Development and assessment of an early diagnostic approach for painful diabetic peripheral neuropathy using basic clinical and laboratory parameters

Objective

The objective of this study is to construct a predictive model for the onset of painful diabetic peripheral neuropathy (PDPN) in patients with diabetic peripheral neuropathy (DPN).

Methods

The clinical and laboratory data of 783 patients with DPN were retrospectively analyzed to form the modeling group. A Douleur Neuropathique 4 score of ≥4 was used to identify neuropathic pain (NP), and such patients were categorized into the PDPN group. Potential predictive variables were screened using least absolute shrinkage and selection operator (LASSO) regression. Logistic regression was subsequently used to construct a predictive model for PDPN. The discriminatory power and calibration of the model were assessed using receiver operator characteristic (ROC) curve analysis and calibration plots.

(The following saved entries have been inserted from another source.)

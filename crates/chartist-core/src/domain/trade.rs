//! 거래 기록.
//!
//! 포지션이 무포지션으로 전환될 때만 `Trade`가 생성됩니다.

use chrono::{DateTime, Utc};
use serde::{Deserialize, Serialize};

use crate::domain::{Position, Side};

/// 청산 완료된 왕복 거래.
#[derive(Debug, Clone, PartialEq, Serialize, Deserialize)]
pub struct Trade {
    /// 종목 코드
    pub symbol: String,
    /// 방향
    pub side: Side,
    /// 진입 시각
    pub entry_time: DateTime<Utc>,
    /// 진입가
    pub entry_price: f64,
    /// 청산 시각
    pub exit_time: DateTime<Utc>,
    /// 청산가
    pub exit_price: f64,
    /// 수량
    #[serde(rename = "qty")]
    pub quantity: f64,
    /// 진입 수수료
    pub entry_fee: f64,
    /// 청산 수수료
    pub exit_fee: f64,
    /// 총 손익 (수수료 제외 전)
    pub gross_pnl: f64,
    /// 순손익
    pub net_pnl: f64,
    /// 수익률 (%)
    pub return_pct: f64,
    /// 진입 사유
    pub reason_entry: String,
    /// 청산 사유
    pub reason_exit: String,
}

impl Trade {
    /// 열린 포지션을 청산하여 거래 기록을 만듭니다.
    ///
    /// `net_pnl == gross_pnl - entry_fee - exit_fee`가 항상 성립합니다.
    #[allow(clippy::too_many_arguments)]
    pub fn close(
        symbol: impl Into<String>,
        position: &Position,
        exit_time: DateTime<Utc>,
        exit_price: f64,
        exit_fee: f64,
        multiplier: f64,
        reason_entry: impl Into<String>,
        reason_exit: impl Into<String>,
    ) -> Self {
        let gross_pnl = position.settle_pnl(exit_price, multiplier);
        let net_pnl = gross_pnl - position.entry_fee - exit_fee;

        let mut return_pct = 0.0;
        if position.entry_price > 0.0 {
            return_pct = (exit_price - position.entry_price) / position.entry_price * 100.0;
            if position.side == Side::Short {
                return_pct = -return_pct;
            }
        }

        Self {
            symbol: symbol.into(),
            side: position.side,
            entry_time: position.entry_time.unwrap_or(exit_time),
            entry_price: position.entry_price,
            exit_time,
            exit_price,
            quantity: position.quantity,
            entry_fee: position.entry_fee,
            exit_fee,
            gross_pnl,
            net_pnl,
            return_pct,
            reason_entry: reason_entry.into(),
            reason_exit: reason_exit.into(),
        }
    }

    /// 순손익이 양수인 거래인지 확인합니다.
    pub fn is_win(&self) -> bool {
        self.net_pnl > 0.0
    }
}

/// 자산 곡선의 한 점.
#[derive(Debug, Clone, Copy, PartialEq, Serialize, Deserialize)]
pub struct EquityPoint {
    /// 봉 시각
    pub time: DateTime<Utc>,
    /// 평가 자산
    pub equity: f64,
}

For validation, the model was tested on an independent group of 350 patients with DPN.

Results

The final modeling and validation groups comprised of 359 and 162 patients with PDPN, respectively. The inclusion of five clinical variables resulted in an optimal predictive model: hemoglobin A1c (HbA1c) (odds ratio [OR] = 1.173, P < 0.001), triglycerides (TG) (OR = 1.813, P < 0.001), body mass index (BMI) (OR = 1.081, P = 0.002), disease duration (OR = 1.066, P < 0.001), and 24-hour urine microalbumin (UMA) (OR = 1.003, P < 0.001). The areas under the ROC curve for the modeling and validation groups were 0.812 and 0.850, respectively. The calibration plot demonstrated a close fit between the calibration curve and the ideal curve, with Hosmer–Lemeshow P values of 0.4153 for the modeling group and 0.8413 for the validation group.

Conclusion

These findings indicate that our nomogram can effectively predict the occurrence of PDPN in patients with DPN, thereby assisting clinicians in identifying patients at risk.